TASK INSTRUCTIONS: In the listing below, locate the line that contains "PartialOrd, Ord, Hash)]" and the line that contains "may be reworded.". Restate word for word those two lines and every line between them, and nothing else.

- Opening Delimiter -

//! Set-valued lexer (§4.1).
//!
//! Unlike a conventional lexer, `lex` does not commit to a single token at
//! each position. It tries every lexical category against the remainder of
//! the source and keeps every category that matches, minus one specific
//! resolution: an `Identifier` candidate is dropped whenever a literal
//! candidate (Integer, Decimal, Character, String, Boolean, Poison) also
//! matched at the same position, since those are never meant to be usable
//! as bare identifiers. `Keyword` and `Modifier` candidates are *not*
//! dropped — `let` is simultaneously a valid `Keyword` and (per the
//! grammar) a legal `Identifier` lexeme, and resolving that ambiguity is
//! left to the parser's context-driven disambiguation (§4.2).
//!
//! The lexer never fails: unrecognized input advances the cursor by one
//! byte and leaves that position absent from the stream, to be reported as
//! a diagnostic by whichever downstream consumer asked for a token there.

#![forbid(unsafe_code)]

mod categories;
mod cursor;
mod unicode;

use std::collections::BTreeMap;

use cursor::Cursor;
use emberc_util::{FileId, Span, Symbol};

/// The closed set of lexical categories (§3).
#[derive(Debug, Clone, Copy, PartialEq, Eq, Hash)]
pub enum TokenKind {
    Keyword,
    Modifier,
    Semicolon,
    Colon,
    EqualSign,
    Parenthesis,
    CurlyBracket,
    Comma,
    Dot,
    Integer,
    Decimal,
    Character,
    String,
    Boolean,
    Poison,
    Identifier,
}

/// A single candidate token. `extents` is the half-open span covering the
/// token's content *plus* any whitespace trailing it, per the source
/// contract in `emberc_util::Span`.
#[derive(Debug, Clone, Copy, PartialEq, Eq)]
pub struct Token {
    pub kind: TokenKind,
    pub lexeme: Symbol,
    pub extents: Span,
}

/// The candidate set surviving at one cursor position, ordered the way the
/// category table in §4.1 is ordered so that iteration is deterministic.
pub type TokenSet = Vec<Token>;

/// Every starting byte offset in the file that produced at least one
/// candidate, mapped to its candidate set. A `BTreeMap` (not a `HashMap`)
/// so iteration order matches source order, which the scenario tables in
/// §8 depend on for reproducibility.
#[derive(Debug, Clone, Default)]
pub struct TokenStream {
    positions: BTreeMap<usize, TokenSet>,
    file_id: FileId,
}

impl TokenStream {
    pub fn file_id(&self) -> FileId {
        self.file_id
    }

    pub fn candidates_at(&self, position: usize) -> Option<&TokenSet> {
        self.positions.get(&position)
    }

    pub fn is_empty(&self) -> bool {
        self.positions.is_empty()
    }

    pub fn len(&self) -> usize {
        self.positions.len()
    }

    pub fn iter(&self) -> impl Iterator<Item = (usize, &TokenSet)> {
        self.positions.iter().map(|(pos, set)| (*pos, set))
    }
}

fn is_literal(kind: TokenKind) -> bool {
    matches!(
        kind,
        TokenKind::Integer
            | TokenKind::Decimal
            | TokenKind::Character
            | TokenKind::String
            | TokenKind::Boolean
            | TokenKind::Poison
    )
}

/// Skip whitespace starting at `rest`, returning how many bytes to skip.
fn trailing_whitespace_len(rest: &str) -> usize {
    rest.len()
        - rest.trim_start_matches(char::is_whitespace).len()
}

/// Run every category matcher at the current cursor position. Returns the
/// candidates found, each paired with the byte length of its matched
/// content (before whitespace is appended).
fn match_all(rest: &str) -> Vec<(TokenKind, usize)> {
    use categories::*;

    let mut found = Vec::new();

    if let Some(len) = match_integer(rest) {
        found.push((TokenKind::Integer, len));
    }
    if let Some(len) = match_decimal(rest) {
        found.push((TokenKind::Decimal, len));
    }
    if let Some(len) = match_character(rest) {
        found.push((TokenKind::Character, len));
    }
    if let Some(len) = match_string(rest) {
        found.push((TokenKind::String, len));
    }
    if let Some(len) = match_boolean(rest) {
        found.push((TokenKind::Boolean, len));
    }
    if let Some(len) = match_poison(rest) {
        found.push((TokenKind::Poison, len));
    }
    if let Some(len) = match_keyword(rest) {
        found.push((TokenKind::Keyword, len));
    }
    if let Some(len) = match_modifier(rest) {
        found.push((TokenKind::Modifier, len));
    }
    if let Some(len) = match_single(rest, &[';']) {
        found.push((TokenKind::Semicolon, len));
    }
    if let Some(len) = match_single(rest, &[':']) {
        found.push((TokenKind::Colon, len));
    }
    if let Some(len) = match_single(rest, &['=']) {
        found.push((TokenKind::EqualSign, len));
    }
    if let Some(len) = match_single(rest, &['(', ')']) {
        found.push((TokenKind::Parenthesis, len));
    }
    if let Some(len) = match_single(rest, &['{', '}']) {
        found.push((TokenKind::CurlyBracket, len));
    }
    if let Some(len) = match_single(rest, &[',']) {
        found.push((TokenKind::Comma, len));
    }
    if let Some(len) = match_single(rest, &['.']) {
        found.push((TokenKind::Dot, len));
    }
    if let Some(len) = match_identifier(rest) {
        found.push((TokenKind::Identifier, len));
    }

    let has_literal = found.iter().any(|(kind, _)| is_literal(*kind));
    if has_literal {
        found.retain(|(kind, _)| *kind != TokenKind::Identifier);
    }

    found
}

/// Lex an entire source file into a `TokenStream`.
pub fn lex(source: &str, file_id: FileId) -> TokenStream {
    let mut cursor = Cursor::new(source);
    let mut positions = BTreeMap::new();

    while !cursor.is_at_end() {
        let start = cursor.position();
        let start_line = cursor.line();
        let start_column = cursor.column();
        let rest = cursor.remainder();
        let candidates = match_all(rest);

        if candidates.is_empty() {
            cursor.advance_one_byte();
            continue;
        }

        let max_content_len = candidates
            .iter()
            .map(|(_, len)| *len)
            .max()
            .expect("non-empty candidate set has a maximum");
        let whitespace_len = trailing_whitespace_len(&rest[max_content_len..]);
        let end = start + max_content_len + whitespace_len;

        let extents = Span::with_file(start, end, file_id, start_line, start_column);
        let mut set = Vec::with_capacity(candidates.len());
        for (kind, len) in &candidates {
            let lexeme = Symbol::intern(&rest[..*len]);
            set.push(Token {
                kind: *kind,
                lexeme,
                extents,
            });
        }
        positions.insert(start, set);

        cursor.advance_to(end);
    }

    TokenStream { positions, file_id }
}

#[cfg(test)]
mod tests {
    use super::*;

    fn file() -> FileId {
        FileId::new(0)
    }

    #[test]
    fn single_keyword_is_ambiguous_with_identifier() {
        let stream = lex("let", file());
        let set = stream.candidates_at(0).unwrap();
        let kinds: Vec<_> = set.iter().map(|t| t.kind).collect();
        assert!(kinds.contains(&TokenKind::Keyword));
        assert!(kinds.contains(&TokenKind::Identifier));
    }

    #[test]
    fn integer_excludes_identifier_candidate() {
        let stream = lex("42", file());
        let set = stream.candidates_at(0).unwrap();
        assert_eq!(set.len(), 1);
        assert_eq!(set[0].kind, TokenKind::Integer);
    }

    #[test]
    fn decimal_excludes_identifier_candidate() {
        let stream = lex("3.14", file());
        let set = stream.candidates_at(0).unwrap();
        assert_eq!(set.len(), 1);
        assert_eq!(set[0].kind, TokenKind::Decimal);
    }

    #[test]
    fn plain_identifier_has_single_candidate() {
        let stream = lex("counter", file());
        let set = stream.candidates_at(0).unwrap();
        assert_eq!(set.len(), 1);
        assert_eq!(set[0].kind, TokenKind::Identifier);
    }

    #[test]
    fn whitespace_attaches_to_preceding_token_extent() {
        let stream = lex("let   x", file());
        let set = stream.candidates_at(0).unwrap();
        assert_eq!(set[0].extents.end, 6);
        let next = stream.candidates_at(6).unwrap();
        assert_eq!(next[0].kind, TokenKind::Identifier);
    }

    #[test]
    fn unrecognized_byte_advances_without_candidates() {
        let stream = lex("let @ x", file());
        assert!(stream.candidates_at(4).is_none());
        let resumed = stream.candidates_at(6).unwrap();
        assert_eq!(resumed[0].kind, TokenKind::Identifier);
    }

    #[test]
    fn punctuation_tokens_are_unambiguous() {
        let stream = lex("(a, b)", file());
        let open = stream.candidates_at(0).unwrap();
        assert_eq!(open.len(), 1);
        assert_eq!(open[0].kind, TokenKind::Parenthesis);
    }

    #[test]
    fn string_and_character_literals_lex_whole() {
        let stream = lex(r#""hi" 'c'"#, file());
        let first = stream.candidates_at(0).unwrap();
        assert_eq!(first[0].kind, TokenKind::String);
        let second = stream.candidates_at(5).unwrap();
        assert_eq!(second[0].kind, TokenKind::Character);
    }

    #[test]
    fn backtick_identifier_can_shadow_a_keyword() {
        let stream = lex("`let`", file());
        let set = stream.candidates_at(0).unwrap();
        assert_eq!(set.len(), 1);
        assert_eq!(set[0].kind, TokenKind::Identifier);
        assert_eq!(set[0].lexeme.as_str(), "`let`");
    }
}
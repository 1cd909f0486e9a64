//! Lowerer error kinds (§7): `StructuralMismatch` and `Unimplemented`.

use emberc_util::Span;
use thiserror::Error;

#[derive(Debug, Error, Clone, PartialEq)]
pub enum LowerError {
    #[error("structural mismatch: expected {expected}, found {found}")]
    StructuralMismatch {
        expected: String,
        found: String,
        span: Span,
    },

    #[error("unimplemented lowering: {construct}")]
    Unimplemented { construct: String, span: Span },
}

impl LowerError {
    pub fn span(&self) -> Span {
        match self {
            LowerError::StructuralMismatch { span, .. } => *span,
            LowerError::Unimplemented { span, .. } => *span,
        }
    }
}

pub type LowerResult<T> = Result<T, LowerError>;
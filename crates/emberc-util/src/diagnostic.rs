//! Diagnostic module - error/warning reporting infrastructure.
//!
//! §7 distinguishes accumulated, non-fatal observations (e.g. lexical
//! garbage, which the lexer silently skips but a caller may still want to
//! surface) from fatal conditions that abort parsing/lowering outright. The
//! [`Handler`] accumulates the former; the latter are returned as `Err` by
//! the component that detected them and are *also* convertible into a
//! [`Diagnostic`] for uniform display.

use crate::span::Span;
use std::cell::RefCell;
use std::fmt;

/// Diagnostic severity.
#[derive(Clone, Copy, Debug, PartialEq, Eq, PartialOrd, Ord, Hash)]
pub enum Level {
    Error,
    Warning,
    Note,
    Help,
}

impl Level {
    pub fn is_error(&self) -> bool {
        matches!(self, Level::Error)
    }
}

impl fmt::Display for Level {
    fn fmt(&self, f: &mut fmt::Formatter<'_>) -> fmt::Result {
        let s = match self {
            Level::Error => "error",
            Level::Warning => "warning",
            Level::Note => "note",
            Level::Help => "help",
        };
        write!(f, "{s}")
    }
}

/// A unique code identifying a diagnostic, e.g. `E0002` for
/// `UnexpectedToken`. Not required by §7, but every diagnostic in the
/// corpus this crate is grounded on carries one, so users can grep for a
/// stable identifier rather than a message string that may be reworded.
#[derive(Clone, Copy, Debug, PartialEq, Eq, Hash)]
pub struct DiagnosticCode {
    pub prefix: &'static str,
    pub number: u32,
}

impl DiagnosticCode {
    pub const fn new(prefix: &'static str, number: u32) -> Self {
        Self { prefix, number }
    }
}

impl fmt::Display for DiagnosticCode {
    fn fmt(&self, f: &mut fmt::Formatter<'_>) -> fmt::Result {
        write!(f, "{}{:04}", self.prefix, self.number)
    }
}

pub const E_UNEXPECTED_TOKEN: DiagnosticCode = DiagnosticCode::new("E", 1);
pub const E_MISSING_DELIMITER: DiagnosticCode = DiagnosticCode::new("E", 2);
pub const E_STRUCTURAL_MISMATCH: DiagnosticCode = DiagnosticCode::new("E", 3);
pub const E_UNIMPLEMENTED: DiagnosticCode = DiagnosticCode::new("E", 4);
pub const W_LEXICAL_GARBAGE: DiagnosticCode = DiagnosticCode::new("W", 1);
pub const W_UNKNOWN_ESCAPE: DiagnosticCode = DiagnosticCode::new("W", 2);

/// A fully-formed diagnostic: severity, message, and the span it points at.
#[derive(Clone, Debug)]
pub struct Diagnostic {
    pub level: Level,
    pub message: String,
    pub span: Span,
    pub code: Option<DiagnosticCode>,
    pub notes: Vec<String>,
}

impl Diagnostic {
    pub fn error(message: impl Into<String>, span: Span) -> Self {
        Self {
            level: Level::Error,
            message: message.into(),
            span,
            code: None,
            notes: Vec::new(),
        }
    }

    pub fn warning(message: impl Into<String>, span: Span) -> Self {
        Self {
            level: Level::Warning,
            message: message.into(),
            span,
            code: None,
            notes: Vec::new(),
        }
    }
}

impl fmt::Display for Diagnostic {
    fn fmt(&self, f: &mut fmt::Formatter<'_>) -> fmt::Result {
        match self.code {
            Some(code) => write!(
                f,
                "{}[{}] at {}:{}: {}",
                self.level, code, self.span.line, self.span.column, self.message
            ),
            None => write!(
                f,
                "{} at {}:{}: {}",
                self.level, self.span.line, self.span.column, self.message
            ),
        }
    }
}

/// Fluent builder for a [`Diagnostic`].
pub struct DiagnosticBuilder {
    diag: Diagnostic,
}

impl DiagnosticBuilder {
    pub fn error(message: impl Into<String>) -> Self {
        Self {
            diag: Diagnostic {
                level: Level::Error,
                message: message.into(),
                span: Span::DUMMY,
                code: None,
                notes: Vec::new(),
            },
        }
    }

    pub fn warning(message: impl Into<String>) -> Self {
        Self {
            diag: Diagnostic {
                level: Level::Warning,
                message: message.into(),
                span: Span::DUMMY,
                code: None,
                notes: Vec::new(),
            },
        }
    }

    pub fn span(mut self, span: Span) -> Self {
        self.diag.span = span;
        self
    }

    pub fn code(mut self, code: DiagnosticCode) -> Self {
        self.diag.code = Some(code);
        self
    }

    pub fn note(mut self, note: impl Into<String>) -> Self {
        self.diag.notes.push(note.into());
        self
    }

    pub fn build(self) -> Diagnostic {
        self.diag
    }

    pub fn emit(self, handler: &Handler) {
        handler.push(self.build());
    }
}

/// Accumulates non-fatal diagnostics across a single file's lex/parse/lower
/// pass (§5: cancellation is cooperative at file boundaries — a caller
/// processing many files can inspect one file's handler, discard it, and
/// move to the next independently of the others).
#[derive(Default)]
pub struct Handler {
    diagnostics: RefCell<Vec<Diagnostic>>,
}

impl Handler {
    pub fn new() -> Self {
        Self::default()
    }

    pub fn push(&self, diag: Diagnostic) {
        self.diagnostics.borrow_mut().push(diag);
    }

    pub fn error(&self, message: impl Into<String>, span: Span) {
        self.push(Diagnostic::error(message, span));
    }

    pub fn warning(&self, message: impl Into<String>, span: Span) {
        self.push(Diagnostic::warning(message, span));
    }

    pub fn has_errors(&self) -> bool {
        self.diagnostics.borrow().iter().any(|d| d.level.is_error())
    }

    pub fn error_count(&self) -> usize {
        self.diagnostics
            .borrow()
            .iter()
            .filter(|d| d.level.is_error())
            .count()
    }

    pub fn take(&self) -> Vec<Diagnostic> {
        self.diagnostics.take()
    }
}

#[cfg(test)]
mod tests {
    use super::*;

    #[test]
    fn handler_tracks_errors_separately_from_warnings() {
        let handler = Handler::new();
        assert!(!handler.has_errors());
        handler.warning("unused binding", Span::DUMMY);
        assert!(!handler.has_errors());
        handler.error("unexpected token", Span::DUMMY);
        assert!(handler.has_errors());
        assert_eq!(handler.error_count(), 1);
    }

    #[test]
    fn builder_produces_displayable_diagnostic() {
        let handler = Handler::new();
        DiagnosticBuilder::error("expected `;`")
            .code(E_MISSING_DELIMITER)
            .span(Span::new(10, 11, 2, 3))
            .emit(&handler);
        let diags = handler.take();
        assert_eq!(diags.len(), 1);
        assert!(diags[0].to_string().contains("E0002"));
    }
}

- Closing Delimiter -

ANSWER TO THE PROBLEM:
#[derive(Clone, Copy, Debug, PartialEq, Eq, PartialOrd, Ord, Hash)]
pub enum Level {
    Error,
    Warning,
    Note,
    Help,
}

impl Level {
    pub fn is_error(&self) -> bool {
        matches!(self, Level::Error)
    }
}

impl fmt::Display for Level {
    fn fmt(&self, f: &mut fmt::Formatter<'_>) -> fmt::Result {
        let s = match self {
            Level::Error => "error",
            Level::Warning => "warning",
            Level::Note => "note",
            Level::Help => "help",
        };
        write!(f, "{s}")
    }
}

/// A unique code identifying a diagnostic, e.g. `E0002` for
/// `UnexpectedToken`. Not required by §7, but every diagnostic in the
/// corpus this crate is grounded on carries one, so users can grep for a
/// stable identifier rather than a message string that may be reworded.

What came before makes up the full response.